TASK TO COMPLETE:
Only the number is needed: how many lines of the entries below contain the word "UserLocked".

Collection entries
'''

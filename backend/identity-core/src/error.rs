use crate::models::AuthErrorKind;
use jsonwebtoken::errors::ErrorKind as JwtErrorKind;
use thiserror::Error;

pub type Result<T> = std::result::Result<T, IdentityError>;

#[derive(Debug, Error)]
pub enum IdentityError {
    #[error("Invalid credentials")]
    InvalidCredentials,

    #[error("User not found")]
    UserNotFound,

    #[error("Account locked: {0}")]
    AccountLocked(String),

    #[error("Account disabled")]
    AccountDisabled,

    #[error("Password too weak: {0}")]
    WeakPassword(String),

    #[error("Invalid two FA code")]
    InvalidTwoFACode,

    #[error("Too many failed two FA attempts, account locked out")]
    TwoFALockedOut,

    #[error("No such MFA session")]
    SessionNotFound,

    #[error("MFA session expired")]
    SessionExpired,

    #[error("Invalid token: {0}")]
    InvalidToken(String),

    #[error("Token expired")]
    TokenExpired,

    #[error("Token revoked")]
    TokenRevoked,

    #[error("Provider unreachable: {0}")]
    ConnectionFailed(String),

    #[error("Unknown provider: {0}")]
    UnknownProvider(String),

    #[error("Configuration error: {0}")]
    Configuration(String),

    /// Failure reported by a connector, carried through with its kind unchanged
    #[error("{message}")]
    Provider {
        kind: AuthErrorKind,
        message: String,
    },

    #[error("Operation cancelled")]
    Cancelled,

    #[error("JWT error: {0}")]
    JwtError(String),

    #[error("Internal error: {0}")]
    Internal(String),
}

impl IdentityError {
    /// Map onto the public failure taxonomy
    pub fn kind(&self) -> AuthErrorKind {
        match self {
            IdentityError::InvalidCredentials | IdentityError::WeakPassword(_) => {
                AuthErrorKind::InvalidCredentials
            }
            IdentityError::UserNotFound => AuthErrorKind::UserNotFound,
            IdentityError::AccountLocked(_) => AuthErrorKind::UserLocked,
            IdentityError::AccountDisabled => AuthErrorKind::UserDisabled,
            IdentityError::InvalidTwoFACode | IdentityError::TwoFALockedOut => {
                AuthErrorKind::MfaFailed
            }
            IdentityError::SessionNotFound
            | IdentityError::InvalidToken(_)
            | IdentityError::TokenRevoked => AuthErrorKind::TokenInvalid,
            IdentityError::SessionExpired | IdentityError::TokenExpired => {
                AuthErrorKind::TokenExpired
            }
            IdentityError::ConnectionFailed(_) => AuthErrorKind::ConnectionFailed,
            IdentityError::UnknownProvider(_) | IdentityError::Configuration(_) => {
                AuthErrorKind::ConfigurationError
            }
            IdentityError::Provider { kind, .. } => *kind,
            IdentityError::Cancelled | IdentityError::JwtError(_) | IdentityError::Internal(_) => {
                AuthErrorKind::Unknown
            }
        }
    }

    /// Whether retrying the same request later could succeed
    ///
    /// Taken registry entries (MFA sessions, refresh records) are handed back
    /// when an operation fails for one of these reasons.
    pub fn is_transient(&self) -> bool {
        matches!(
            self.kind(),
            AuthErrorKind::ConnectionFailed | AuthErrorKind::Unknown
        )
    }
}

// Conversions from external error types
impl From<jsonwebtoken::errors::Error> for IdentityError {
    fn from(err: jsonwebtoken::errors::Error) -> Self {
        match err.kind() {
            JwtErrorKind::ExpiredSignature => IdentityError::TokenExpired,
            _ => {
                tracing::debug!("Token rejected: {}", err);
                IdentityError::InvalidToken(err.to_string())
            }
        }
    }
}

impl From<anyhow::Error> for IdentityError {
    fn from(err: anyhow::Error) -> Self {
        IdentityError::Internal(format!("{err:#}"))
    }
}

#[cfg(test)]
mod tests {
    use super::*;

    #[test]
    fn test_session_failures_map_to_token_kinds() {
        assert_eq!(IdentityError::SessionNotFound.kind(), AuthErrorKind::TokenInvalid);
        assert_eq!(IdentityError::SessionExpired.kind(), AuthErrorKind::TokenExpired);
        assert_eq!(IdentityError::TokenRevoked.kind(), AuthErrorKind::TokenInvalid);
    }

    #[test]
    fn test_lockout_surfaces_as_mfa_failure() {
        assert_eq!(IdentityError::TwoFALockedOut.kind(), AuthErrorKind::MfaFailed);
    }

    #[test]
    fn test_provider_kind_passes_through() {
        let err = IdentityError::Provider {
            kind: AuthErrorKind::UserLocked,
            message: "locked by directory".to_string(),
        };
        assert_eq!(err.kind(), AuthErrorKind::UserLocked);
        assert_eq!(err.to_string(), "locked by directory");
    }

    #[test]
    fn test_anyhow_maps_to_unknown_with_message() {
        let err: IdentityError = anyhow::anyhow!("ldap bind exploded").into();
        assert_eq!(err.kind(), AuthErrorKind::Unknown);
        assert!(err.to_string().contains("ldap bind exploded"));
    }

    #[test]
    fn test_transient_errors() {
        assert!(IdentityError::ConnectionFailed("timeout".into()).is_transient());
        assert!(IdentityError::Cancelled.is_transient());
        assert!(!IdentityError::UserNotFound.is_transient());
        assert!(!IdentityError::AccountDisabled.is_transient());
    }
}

'''

SOLUTION:
3